As a category 4- temporarily category 5- hurricane spirals towards Jamaica, forcing my fellow Peace Corps Volunteers and I to consolidate in Kingston while leaving our host families behind, that clichéd expression slips into my brain, “I never thought this would happen to us.”
But it is happening. Walking down my goat path, rain splattering the bottom half of my cotton maxi dress and further ruining my leather sandals, I turn to look at my house. Thinking of Lot’s wife turning into a pillar of salt, I don’t linger, but turn my head as my brow furrows in anxiety, and tears well up on my rain soaked face. I’ve been away from my family for two weeks, returned for twelve hours to give out hugs and gifts from faarin*, and tell them to prepare, to get water and food, and stay safe and be safe and so many other things I can’t think of in that moment I hug them. “This can’t be the last time we see each other,” is my last thought as we embrace.
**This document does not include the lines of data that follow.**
//! Domain layer: the generation pipeline and its supporting types

pub mod error;
pub mod generation;
pub mod llm;
pub mod parsing;
pub mod quality;
pub mod test_case;

pub use error::DomainError;
pub use llm::{FinishReason, LlmProvider, LlmRequest, LlmResponse, Message, MessageRole};
pub use test_case::{TestCase, TestCaseSet};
Waiting for a taxi while pre-hurricane storms stream down outside the shop, I realize I’ve missed the taxi I’d planned to take. Thirty minutes later, Sam** pulls up in his pickup truck, asking, “You wanna go down?” I pull open the door and jump in, remembering his face, but not his name. I want to ask why he didn’t offer a space in the back of his truck (it’s a 4-seater) to the other man waiting to go into town, but realize it’s entirely not my place.
We drive down the mountain as rain continues to pound the truck and the tires thud into the road’s many potholes, my butt becoming airborne every time. Our conversation turns to infrastructure and how I could go about attempting to fix these country roads. Sam speaks with passionately acerbic energy about Jamaica’s government and people, and how things will never change despite a passive desire for improvement. I think, “But he hasn’t met my host family”.
A man with an umbrella tilted up slightly by the wind’s strengthening blows calls out to Sam, “Carry me, brudda” ***, asking for a lift downtown. Sam replies that he has to get into town, that he has no space for this soaked Jamaican. I realize this is the second time I’ve seen Sam refuse passage to a needy soul.
As Sam continues to rage on about the government and its failing economic policies, I notice a rainbow winking at me as it rises up from the valley below. I smile automatically, thinking of a rainbow’s biblical origins in stormy times, and its more secular meaning nowadays, of pots of gold and hope.
I am a Peace Corps Volunteer, and I’m told by the media that means I should be some bleeding heart liberal, well-meaning and hard-working, but with misplaced idealism in a world that continues to batter and roar against myriad injustices. But I don’t see that; I don’t see some chimerical rainbow leading to a disappearing pot of gold, but a blaze of lights driving me to do good (and do it well 😉 .
I see my fellow Volunteers who inspire me every day, as they teach children how to play American football, cut down their first plantain, and say “Mornin’” to literally everyone pon di road.**** I see Hurricane Matthew barreling towards my new home, and though some, like Sam, may doubt Jamaica’s compassion, I don’t see that.
So in the face of a literal or figurative storm, when you ask me to carry you, I will not turn away. I will carry you when the winds blow so hard you feel your feet slipping away, because someone has always been there to catch me when I start to fall.